* **To do**:
Search the data below, and report every line in which "IntoIterator" occurs.

*** Begin section ***

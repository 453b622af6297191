use rail_core::{Booking, Invariant, InvariantBreach, Train, TrainId};
use std::collections::{BTreeMap, HashMap, HashSet};

/// Check a snapshot of trains and bookings against the ledger invariants.
///
/// Returns every breach found; an empty list means the snapshot is sound.
pub fn audit_records<'a>(
    trains: impl IntoIterator<Item = &'a Train>,
    bookings: impl IntoIterator<Item = &'a Booking>,
) -> Vec<InvariantBreach> {
    let trains: BTreeMap<TrainId, &Train> = trains.into_iter().map(|t| (t.id, t)).collect();
    let bookings: Vec<&Booking> = bookings.into_iter().collect();
    let mut breaches = Vec::new();

    check_dense("train", trains.keys().copied(), &mut breaches);
    check_dense("booking", bookings.iter().map(|b| b.id), &mut breaches);

    let mut per_train: HashMap<TrainId, Vec<u32>> = HashMap::new();
    let mut pairs: HashSet<(&str, TrainId)> = HashSet::new();

    for booking in &bookings {
        let Some(train) = trains.get(&booking.train_id) else {
            breaches.push(InvariantBreach::new(
                Invariant::TrainReference,
                format!("booking {} references missing train {}", booking.id, booking.train_id),
            ));
            continue;
        };

        if !pairs.insert((booking.passenger.as_str(), booking.train_id)) {
            breaches.push(InvariantBreach::new(
                Invariant::PassengerUniqueness,
                format!("{} holds more than one booking on train {}", booking.passenger, train.id),
            ));
        }

        // Seats are handed out top-down, so every taken seat sits above the
        // remaining pool.
        if booking.seat_number <= train.available_seats || booking.seat_number > train.capacity {
            breaches.push(InvariantBreach::new(
                Invariant::SeatRange,
                format!(
                    "booking {} has seat {} on train {} (capacity {}, available {})",
                    booking.id, booking.seat_number, train.id, train.capacity, train.available_seats
                ),
            ));
        }

        per_train.entry(train.id).or_default().push(booking.seat_number);
    }

    for train in trains.values() {
        let seats = per_train.remove(&train.id).unwrap_or_default();
        let unique: HashSet<u32> = seats.iter().copied().collect();

        if unique.len() != seats.len() {
            breaches.push(InvariantBreach::new(
                Invariant::SeatRange,
                format!("train {} has a seat assigned twice", train.id),
            ));
        }

        if train.available_seats > train.capacity
            || seats.len() as u64 != u64::from(train.capacity - train.available_seats)
        {
            breaches.push(InvariantBreach::new(
                Invariant::SeatAccounting,
                format!(
                    "train {} has {} bookings but capacity {} and {} available",
                    train.id, seats.len(), train.capacity, train.available_seats
                ),
            ));
        }
    }

    breaches
}

fn check_dense(label: &str, ids: impl Iterator<Item = u64>, breaches: &mut Vec<InvariantBreach>) {
    let mut ids: Vec<u64> = ids.collect();
    ids.sort_unstable();

    for (expected, id) in (1u64..).zip(ids.iter().copied()) {
        if id != expected {
            breaches.push(InvariantBreach::new(
                Invariant::DenseIds,
                format!("{} ids are not dense: expected {}, found {}", label, expected, id),
            ));
            return;
        }
    }
}

#[cfg(test)]
mod tests {
    use super::*;

    fn train(id: TrainId, capacity: u32, available_seats: u32) -> Train {
        Train {
            available_seats,
            ..Train::new(id, format!("Train {}", id), capacity)
        }
    }

    fn booking(id: u64, passenger: &str, train_id: TrainId, seat_number: u32) -> Booking {
        Booking::new(id, passenger.to_string(), train_id, seat_number)
    }

    #[test]
    fn test_sound_snapshot() {
        let trains = vec![train(1, 3, 1), train(2, 1, 1)];
        let bookings = vec![booking(1, "alice", 1, 3), booking(2, "bob", 1, 2)];

        assert!(audit_records(&trains, &bookings).is_empty());
    }

    #[test]
    fn test_detects_each_breach() {
        let trains = vec![train(1, 3, 1), train(3, 2, 2)];
        let bookings = vec![
            booking(1, "alice", 1, 3),
            booking(2, "alice", 1, 3),
            booking(4, "bob", 7, 1),
        ];

        let found: HashSet<Invariant> = audit_records(&trains, &bookings)
            .into_iter()
            .map(|b| b.invariant)
            .collect();

        assert!(found.contains(&Invariant::DenseIds));
        assert!(found.contains(&Invariant::TrainReference));
        assert!(found.contains(&Invariant::PassengerUniqueness));
        assert!(found.contains(&Invariant::SeatRange));
    }

    #[test]
    fn test_detects_lost_update() {
        // Two bookings recorded but only one seat taken from the pool
        let trains = vec![train(1, 3, 2)];
        let bookings = vec![booking(1, "alice", 1, 3), booking(2, "bob", 1, 2)];

        let breaches = audit_records(&trains, &bookings);
        assert!(breaches.iter().any(|b| b.invariant == Invariant::SeatAccounting));
    }
}
use async_trait::async_trait;
use rail_shared::LedgerEvent;

/// Sink for notifications about committed ledger changes
#[async_trait]
pub trait EventPublisher: Send + Sync {
    async fn publish(&self, event: &LedgerEvent) -> Result<(), Box<dyn std::error::Error + Send + Sync>>;
}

*** End section ***

* **Result**:
    trains: impl IntoIterator<Item = &'a Train>,
    bookings: impl IntoIterator<Item = &'a Booking>,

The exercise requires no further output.